Many relationships speak of a feeling of strength gained from being in a polyamorous relationship. Not only does it teach you to be able to let go of things like jealousy and envy, but teaches us to be happy for our partners when we see that they are happy with someone else. Polyamory is a great tool for developing the tools to be self sufficient, independent, and self healing. It is a fabulous way to gain self esteem and worth with the fact that you know that you are capable of having healthy and happy relationships, along with being able to talk through your issues with people in a coherent and productive way.
Some common issues that polyamorous couples have deal with jealousy, not knowing exactly what you want, not being able to communicate your feelings, or trying to find a "unicorn" relationship. "Unicorns" are a popular term for polyamorous couples who want to find one person to complement their already existing relationship. Three person relationships called "triads" are generally a very difficult thing to find in society, as there always seems to be one person left out of the equation. In this situation, one person is always going to be left out as a "third wheel." These "unicorn" type situations are generally thought of like the unicorns of myth and legend: beautiful to imagine, impossible to find, and fleeting in life.

Lasting Commitments

From the happy couples I interviewed (six of whom are married); each has been together for over five years. Keys to a happy polyamorous relationship seem to be easy in theory; constant communication, conversations about wants and needs, not being afraid to tell someone your feelings, and not trying to push your partner into situations where they don't feel safe or comfortable. Polyamory is a great way to exercise your ability to hold a lasting, healthy relationship. I would advise it to anyone trying to figure out if they are ready for a long-lasting marriage or starting a family.

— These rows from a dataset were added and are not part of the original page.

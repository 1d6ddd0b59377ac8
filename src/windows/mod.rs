//! Windows host layer
//!
//! `ReadProcessMemory` / `WriteProcessMemory` against the current-process
//! pseudo-handle report protection faults as a failed call instead of an
//! access violation, which is what makes speculative scanning safe.
//! All unsafe FFI calls are contained within this module.

pub mod bindings;
pub mod types;

pub use bindings::kernel32;
pub use types::MemoryBasicInfo;

use crate::core::types::{Address, MemoryResult};
use crate::memory::regions::RegionInfo;

/// Walk the whole address space of the current process
pub fn enumerate_regions() -> MemoryResult<Vec<RegionInfo>> {
    let process = kernel32::current_process();
    let mut regions = Vec::new();
    let mut cursor = 0usize;

    // VirtualQueryEx fails past the highest user-mode address
    while let Ok(mbi) = unsafe { kernel32::virtual_query_ex(process, cursor) } {
        let info = MemoryBasicInfo::from(mbi);
        if info.region_size == 0 {
            break;
        }
        let next = info.base_address.as_usize().checked_add(info.region_size);
        regions.push(info.to_region_info());
        match next {
            Some(next) if next > cursor => cursor = next,
            _ => break,
        }
    }

    Ok(regions)
}

/// Describe the region containing `address`
pub fn query_region(address: Address) -> MemoryResult<RegionInfo> {
    let process = kernel32::current_process();
    let mbi = unsafe { kernel32::virtual_query_ex(process, address.as_usize())? };
    Ok(MemoryBasicInfo::from(mbi).to_region_info())
}
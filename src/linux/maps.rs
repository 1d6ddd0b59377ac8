//! `/proc/<pid>/maps` parsing

use crate::core::types::{Address, MemoryError, MemoryResult};
use crate::memory::regions::{Protection, RegionInfo, RegionState, RegionType};
use tracing::trace;

const SELF_MAPS: &str = "/proc/self/maps";

/// Regions of the current process, in ascending address order
pub fn read_self_maps() -> MemoryResult<Vec<RegionInfo>> {
    let text = std::fs::read_to_string(SELF_MAPS)
        .map_err(|e| MemoryError::QueryFailed(format!("Failed to read {}: {}", SELF_MAPS, e)))?;
    Ok(parse_maps(&text))
}

/// Parse a maps listing; malformed lines are skipped
///
/// Format: `start-end perms offset dev inode [pathname]`
pub fn parse_maps(text: &str) -> Vec<RegionInfo> {
    let mut regions: Vec<RegionInfo> = text.lines().filter_map(parse_line).collect();
    regions.sort_by_key(|region| region.base_address);
    regions
}

fn parse_line(line: &str) -> Option<RegionInfo> {
    let mut parts = line.split_whitespace();
    let range = parts.next()?;
    let perms = parts.next()?.as_bytes();
    // offset, device, inode
    let pathname = parts.nth(3).unwrap_or("");

    let (start, end) = range.split_once('-')?;
    let start = usize::from_str_radix(start, 16).ok()?;
    let end = usize::from_str_radix(end, 16).ok()?;
    if end <= start || perms.len() < 4 {
        trace!("Skipping maps line: {}", line);
        return None;
    }

    let private = perms[3] == b'p';
    let protection = Protection {
        readable: perms[0] == b'r',
        writable: perms[1] == b'w',
        executable: perms[2] == b'x',
        copy_on_write: false,
        modified: false,
    };

    let anonymous = pathname.is_empty() || pathname.starts_with('[');
    let region_type = match (anonymous, private) {
        (true, true) => RegionType::Private,
        (false, _) if protection.executable => RegionType::Image,
        _ => RegionType::Mapped,
    };

    Some(RegionInfo {
        base_address: Address::new(start),
        size: end - start,
        state: RegionState::Committed,
        region_type,
        protection,
    })
}

#[cfg(test)]
mod tests {
    use super::*;

    const SAMPLE: &str = "\
55d0c0a00000-55d0c0a21000 rw-p 00000000 00:00 0                          [heap]
7f0000000000-7f0000400000 rw-p 00000000 00:00 0 
7f1234567000-7f1234568000 r-xp 00000000 08:01 123456                     /usr/lib/libc.so.6
7f1234568000-7f1234569000 rw-s 00000000 00:05 77                         /dev/shm/x
garbage line
7ffd00000000-7ffd00021000 rw-p 00000000 00:00 0                          [stack]
";

    #[test]
    fn test_parse_maps() {
        let regions = parse_maps(SAMPLE);
        assert_eq!(regions.len(), 5);

        let heap = &regions[0];
        assert_eq!(heap.base_address, Address::new(0x55d0_c0a0_0000));
        assert_eq!(heap.size, 0x21000);
        assert_eq!(heap.region_type, RegionType::Private);
        assert!(heap.protection.is_plain_read_write());

        let anonymous = &regions[1];
        assert_eq!(anonymous.size, 4 * 1024 * 1024);
        assert_eq!(anonymous.region_type, RegionType::Private);

        let libc = &regions[2];
        assert_eq!(libc.region_type, RegionType::Image);
        assert!(!libc.protection.writable);

        let shared = &regions[3];
        assert_eq!(shared.region_type, RegionType::Mapped);
    }

    #[test]
    fn test_read_self_maps_lists_a_known_address() {
        let regions = read_self_maps().unwrap();
        let block = Box::new(0u64);
        let address = Address::from(&*block as *const u64);
        assert!(regions.iter().any(|region| region.contains(address)));
    }
}
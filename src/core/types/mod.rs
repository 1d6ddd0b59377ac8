//! Core type definitions for mainram-bridge
//!
//! This module contains the fundamental types shared by every layer:
//! host address wrappers, value widths and error types.

mod address;
mod error;
mod width;

// Re-export all public types
pub use address::Address;
pub use error::{MemoryError, MemoryResult};
pub use width::Width;

/// Address in the emulated console's bus space (0x02000000 upward)
pub type TargetAddress = u32;
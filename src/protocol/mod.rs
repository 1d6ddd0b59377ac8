//! Wire protocol between the bridge and its client
//!
//! Frames are UTF-8 JSON objects terminated by `\n` in both directions.
//! Outbound messages carry a `type` discriminator, inbound commands a `cmd`.

pub mod codec;
pub mod command;
pub mod messages;

pub use codec::{CodecError, FrameCodec, MAX_FRAME_LENGTH};
pub use command::Command;
pub use messages::{ErrorCode, OutboundMessage, Snapshot, SnapshotValue, PROTOCOL_VERSION};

Polyamory is a way to heighten your own sense of emotional responsibility. Taking someone's trust, and earning it, is a great way to make your own relationship much stronger. Being able to prove to a partner that you are able to hold a second relationship, while still holding your primary relationship close to your heart; feels amazing when it's done properly. Knowing that your partners trust you implicitly, and will tell you what's on their mind, is a great feeling to have in any relationship.